• **EXERCISE BRIEF**
In the data that follows, each entry is to be restated exactly.

Saved data entries
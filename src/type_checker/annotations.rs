use std::collections::HashMap;

use crate::ast::{ast::FunctionId, expressions::ExprId, types::Type};

/// Where a name resolved to: a global slot or a variable of a function's
/// combined parameter/local scope.
#[derive(Debug, Clone, Copy, PartialEq, Eq)]
pub enum VarRef {
    Global(usize),
    Local(FunctionId, usize),
}

/// Results of type checking, keyed by expression id.
///
/// Later passes read these instead of mutating the tree.
#[derive(Debug, Clone, Default, PartialEq)]
pub struct Annotations {
    types: HashMap<ExprId, Type>,
    variables: HashMap<ExprId, VarRef>,
    calls: HashMap<ExprId, FunctionId>,
}

impl Annotations {
    pub fn new() -> Self {
        Annotations::default()
    }

    pub fn record_type(&mut self, id: ExprId, ty: Type) {
        self.types.insert(id, ty);
    }

    pub fn record_variable(&mut self, id: ExprId, var: VarRef) {
        self.variables.insert(id, var);
    }

    pub fn record_call(&mut self, id: ExprId, function: FunctionId) {
        self.calls.insert(id, function);
    }

    pub fn type_of(&self, id: ExprId) -> Option<Type> {
        self.types.get(&id).copied()
    }

    pub fn variable(&self, id: ExprId) -> Option<VarRef> {
        self.variables.get(&id).copied()
    }

    pub fn call_target(&self, id: ExprId) -> Option<FunctionId> {
        self.calls.get(&id).copied()
    }

    pub fn len(&self) -> usize {
        self.types.len()
    }

    pub fn is_empty(&self) -> bool {
        self.types.is_empty()
    }
}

• **ANSWER TO THIS PROBLEM**
filename src/type_checker/annotations.rs
use std::collections::HashMap;

use crate::ast::{ast::FunctionId, expressions::ExprId, types::Type};

/// Where a name resolved to: a global slot or a variable of a function's
/// combined parameter/local scope.
#[derive(Debug, Clone, Copy, PartialEq, Eq)]
pub enum VarRef {
    Global(usize),
    Local(FunctionId, usize),
}

/// Results of type checking, keyed by expression id.
///
/// Later passes read these instead of mutating the tree.
#[derive(Debug, Clone, Default, PartialEq)]
pub struct Annotations {
    types: HashMap<ExprId, Type>,
    variables: HashMap<ExprId, VarRef>,
    calls: HashMap<ExprId, FunctionId>,
}

impl Annotations {
    pub fn new() -> Self {
        Annotations::default()
    }

    pub fn record_type(&mut self, id: ExprId, ty: Type) {
        self.types.insert(id, ty);
    }

    pub fn record_variable(&mut self, id: ExprId, var: VarRef) {
        self.variables.insert(id, var);
    }

    pub fn record_call(&mut self, id: ExprId, function: FunctionId) {
        self.calls.insert(id, function);
    }

    pub fn type_of(&self, id: ExprId) -> Option<Type> {
        self.types.get(&id).copied()
    }

    pub fn variable(&self, id: ExprId) -> Option<VarRef> {
        self.variables.get(&id).copied()
    }

    pub fn call_target(&self, id: ExprId) -> Option<FunctionId> {
        self.calls.get(&id).copied()
    }

    pub fn len(&self) -> usize {
        self.types.len()
    }

    pub fn is_empty(&self) -> bool {
        self.types.is_empty()
    }
}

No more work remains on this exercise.